▶ _What you need to do_
Copy every line from the records below that carries the word "PathBuf".

▶ _Input data_
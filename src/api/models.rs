//! Wire models for the remote banking API
//!
//! Resources follow the JSON:API layout (`data`, `attributes`,
//! `relationships`, `links`). Attribute fields are optional here so that a
//! missing field surfaces as a mapping error naming the field, rather than as
//! an opaque decode failure for the whole page.

use chrono::{DateTime, Utc};
use serde::Deserialize;

// ============================================================================
// Envelopes
// ============================================================================

#[derive(Debug, Clone, Deserialize)]
pub struct ListResponse<T> {
    pub data: Vec<T>,
    #[serde(default)]
    pub links: Links,
}

#[derive(Debug, Clone, Deserialize)]
pub struct SingleResponse<T> {
    pub data: T,
}

#[derive(Debug, Clone, Default, Deserialize)]
pub struct Links {
    pub next: Option<String>,
}

// ============================================================================
// Shared objects
// ============================================================================

#[derive(Debug, Clone, Deserialize)]
#[serde(rename_all = "camelCase")]
pub struct MoneyObject {
    pub currency_code: Option<String>,
    pub value: Option<String>,
    /// Kept as a raw number so fractional values can be rejected explicitly
    pub value_in_base_units: Option<serde_json::Number>,
}

#[derive(Debug, Clone, Deserialize)]
pub struct ResourceIdentifier {
    pub id: String,
}

#[derive(Debug, Clone, Default, Deserialize)]
pub struct Relationship {
    pub data: Option<ResourceIdentifier>,
}

#[derive(Debug, Clone, Default, Deserialize)]
pub struct RelationshipMany {
    #[serde(default)]
    pub data: Vec<ResourceIdentifier>,
}

// ============================================================================
// Accounts
// ============================================================================

#[derive(Debug, Clone, Deserialize)]
pub struct AccountResource {
    pub id: Option<String>,
    pub attributes: Option<AccountAttributes>,
}

#[derive(Debug, Clone, Deserialize)]
#[serde(rename_all = "camelCase")]
pub struct AccountAttributes {
    pub display_name: Option<String>,
    pub account_type: Option<String>,
    pub ownership_type: Option<String>,
    pub balance: Option<MoneyObject>,
    pub created_at: Option<DateTime<Utc>>,
}

// ============================================================================
// Transactions
// ============================================================================

#[derive(Debug, Clone, Deserialize)]
pub struct TransactionResource {
    pub id: Option<String>,
    pub attributes: Option<TransactionAttributes>,
    #[serde(default)]
    pub relationships: TransactionRelationships,
}

#[derive(Debug, Clone, Deserialize)]
#[serde(rename_all = "camelCase")]
pub struct TransactionAttributes {
    pub status: Option<String>,
    pub raw_text: Option<String>,
    pub description: Option<String>,
    pub message: Option<String>,
    pub is_categorizable: Option<bool>,
    pub hold_info: Option<HoldInfoObject>,
    pub round_up: Option<RoundUpObject>,
    pub cashback: Option<CashbackObject>,
    pub amount: Option<MoneyObject>,
    pub foreign_amount: Option<MoneyObject>,
    pub card_purchase_method: Option<CardPurchaseMethodObject>,
    pub settled_at: Option<DateTime<Utc>>,
    pub created_at: Option<DateTime<Utc>>,
}

#[derive(Debug, Clone, Deserialize)]
#[serde(rename_all = "camelCase")]
pub struct HoldInfoObject {
    pub amount: Option<MoneyObject>,
    pub foreign_amount: Option<MoneyObject>,
}

#[derive(Debug, Clone, Deserialize)]
#[serde(rename_all = "camelCase")]
pub struct RoundUpObject {
    pub amount: Option<MoneyObject>,
    pub boost_portion: Option<MoneyObject>,
}

#[derive(Debug, Clone, Deserialize)]
pub struct CashbackObject {
    pub description: Option<String>,
    pub amount: Option<MoneyObject>,
}

#[derive(Debug, Clone, Deserialize)]
#[serde(rename_all = "camelCase")]
pub struct CardPurchaseMethodObject {
    pub method: Option<String>,
    pub card_number_suffix: Option<String>,
}

#[derive(Debug, Clone, Default, Deserialize)]
#[serde(rename_all = "camelCase")]
pub struct TransactionRelationships {
    #[serde(default)]
    pub account: Relationship,
    #[serde(default)]
    pub transfer_account: Relationship,
    #[serde(default)]
    pub category: Relationship,
    #[serde(default)]
    pub parent_category: Relationship,
    #[serde(default)]
    pub tags: RelationshipMany,
    #[serde(default)]
    pub attachment: Relationship,
}
//! `[base]` section configuration.
//!
//! Basic site metadata exposed to templates as `site.*`.

use super::defaults;
use educe::Educe;
use serde::{Deserialize, Serialize};

/// `[base]` section in vellum.toml - basic site metadata.
///
/// # Example
/// ```toml
/// [base]
/// title = "My Blog"
/// description = "A personal blog about nothing in particular"
/// author = "Alice"
/// url = "https://myblog.com"
/// ```
#[derive(Debug, Clone, Educe, Serialize, Deserialize)]
#[educe(Default)]
#[serde(deny_unknown_fields)]
pub struct BaseConfig {
    /// Site title displayed in browser tab and headers.
    pub title: String,

    /// Author name for meta tags.
    #[serde(default = "defaults::base::author")]
    #[educe(Default = defaults::base::author())]
    pub author: String,

    /// Site description for SEO meta tags.
    #[serde(default)]
    pub description: String,

    /// Base URL for absolute links.
    #[serde(default = "defaults::base::url", skip_serializing_if = "Option::is_none")]
    #[educe(Default = defaults::base::url())]
    pub url: Option<String>,

    /// BCP 47 language code (e.g., "en-US").
    #[serde(default = "defaults::base::language")]
    #[educe(Default = defaults::base::language())]
    pub language: String,

    /// Copyright notice for site footer.
    #[serde(default)]
    pub copyright: String,
}

#[cfg(test)]
mod tests {
    use super::super::SiteConfig;

    #[test]
    fn test_base_config_full() {
        let config = r#"
            [base]
            title = "Field Notes"
            description = "A notebook"
            url = "https://example.com"
            language = "en-GB"
            copyright = "2026 Alice"
        "#;
        let config: SiteConfig = toml::from_str(config).unwrap();

        assert_eq!(config.base.title, "Field Notes");
        assert_eq!(config.base.url, Some("https://example.com".to_string()));
        assert_eq!(config.base.language, "en-GB");
        assert_eq!(config.base.copyright, "2026 Alice");
    }

    #[test]
    fn test_base_config_defaults() {
        let config = r#"
            [base]
            title = "Test"
        "#;
        let config: SiteConfig = toml::from_str(config).unwrap();

        assert_eq!(config.base.author, "<YOUR_NAME>");
        assert_eq!(config.base.language, "en-US");
        assert_eq!(config.base.url, None);
        assert_eq!(config.base.description, "");
    }

    #[test]
    fn test_unknown_field_rejection() {
        let config = r#"
            [base]
            title = "Test"
            unknown_field = "should_fail"
        "#;
        let result: Result<SiteConfig, _> = toml::from_str(config);

        assert!(result.is_err());
        assert!(result.unwrap_err().to_string().contains("unknown field"));
    }
}
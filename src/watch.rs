//! File system watcher for live rebuild.
//!
//! Monitors the content and template directories plus the config file.
//! Rapid event bursts coalesce in a short debounce window; when it
//! settles, a whole new [`Site`] is built and swapped into the server's
//! handle. A change arriving mid-rebuild waits for the next window, it
//! never aborts the build in progress.

use crate::build::build_site;
use crate::config::SiteConfig;
use crate::log;
use crate::logger::WatchStatus;
use crate::site::Site;
use anyhow::{Context, Result};
use arc_swap::ArcSwap;
use notify::{Event, RecursiveMode, Watcher};
use rustc_hash::FxHashSet;
use std::path::{Path, PathBuf};
use std::sync::Arc;
use std::sync::mpsc;
use std::time::{Duration, Instant};

const DEBOUNCE_MS: u64 = 150;

/// Check if path is a temp/backup file (editor artifacts).
fn is_temp_file(path: &Path) -> bool {
    let name = path.file_name().and_then(|n| n.to_str()).unwrap_or("");
    let ext = path.extension().and_then(|e| e.to_str()).unwrap_or("");

    matches!(ext, "bck" | "bak" | "backup" | "swp" | "swo" | "tmp")
        || name.ends_with('~')
        || name.starts_with('.')
}

/// Format path as relative for log display.
fn rel_path(path: &Path, root: &Path) -> String {
    path.strip_prefix(root).unwrap_or(path).display().to_string()
}

/// Batches rapid file events within the debounce window.
struct Debouncer {
    pending: FxHashSet<PathBuf>,
    last_event: Option<Instant>,
}

impl Debouncer {
    fn new() -> Self {
        Self {
            pending: FxHashSet::default(),
            last_event: None,
        }
    }

    fn add(&mut self, event: Event) {
        for path in event.paths {
            if !is_temp_file(&path) {
                self.pending.insert(path);
            }
        }
        if !self.pending.is_empty() {
            self.last_event = Some(Instant::now());
        }
    }

    fn ready(&self) -> bool {
        !self.pending.is_empty()
            && self
                .last_event
                .is_some_and(|t| t.elapsed() >= Duration::from_millis(DEBOUNCE_MS))
    }

    fn take(&mut self) -> Vec<PathBuf> {
        self.last_event = None;
        self.pending.drain().collect()
    }

    fn timeout(&self) -> Duration {
        if self.pending.is_empty() {
            Duration::from_secs(60)
        } else {
            Duration::from_millis(DEBOUNCE_MS)
        }
    }
}

/// Watch for changes and rebuild, blocking forever.
///
/// A successful rebuild replaces the served site atomically; a failed
/// one leaves the previous good site in place and reports the error.
pub fn watch_for_changes_blocking(
    config: &'static SiteConfig,
    site: Arc<ArcSwap<Site>>,
) -> Result<()> {
    let (tx, rx) = mpsc::channel();
    let mut watcher =
        notify::recommended_watcher(move |result: notify::Result<Event>| {
            if let Ok(event) = result {
                tx.send(event).ok();
            }
        })
        .context("failed to create file watcher")?;

    let watch_dirs = [&config.build.content, &config.build.templates];
    for dir in watch_dirs {
        if dir.exists() {
            watcher
                .watch(dir, RecursiveMode::Recursive)
                .with_context(|| format!("failed to watch {}", dir.display()))?;
        }
    }
    if config.config_path.exists() {
        watcher
            .watch(&config.config_path, RecursiveMode::NonRecursive)
            .with_context(|| format!("failed to watch {}", config.config_path.display()))?;
    }

    log!("watch"; "watching for changes...");
    let mut debouncer = Debouncer::new();
    let mut status = WatchStatus::new();

    loop {
        match rx.recv_timeout(debouncer.timeout()) {
            Ok(event) => debouncer.add(event),
            Err(mpsc::RecvTimeoutError::Timeout) => {}
            Err(mpsc::RecvTimeoutError::Disconnected) => return Ok(()),
        }

        if debouncer.ready() {
            let changed = debouncer.take();
            rebuild(config, &site, &changed, &mut status);
        }
    }
}

/// Build a fresh site and swap it in; keep the old one on failure.
fn rebuild(
    config: &'static SiteConfig,
    site: &ArcSwap<Site>,
    changed: &[PathBuf],
    status: &mut WatchStatus,
) {
    let root = config.get_root();
    let trigger = changed
        .iter()
        .map(|p| rel_path(p, root))
        .collect::<Vec<_>>()
        .join(", ");

    match build_site(config) {
        Ok(new_site) => {
            site.store(new_site);
            status.success(&format!("rebuilt ({trigger})"));
        }
        Err(err) => {
            status.error(&format!("rebuild failed ({trigger})"), &format!("{err:#}"));
        }
    }
}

▶ _Response box_
use std::path::{Path, PathBuf};
    pending: FxHashSet<PathBuf>,
    fn take(&mut self) -> Vec<PathBuf> {
    changed: &[PathBuf],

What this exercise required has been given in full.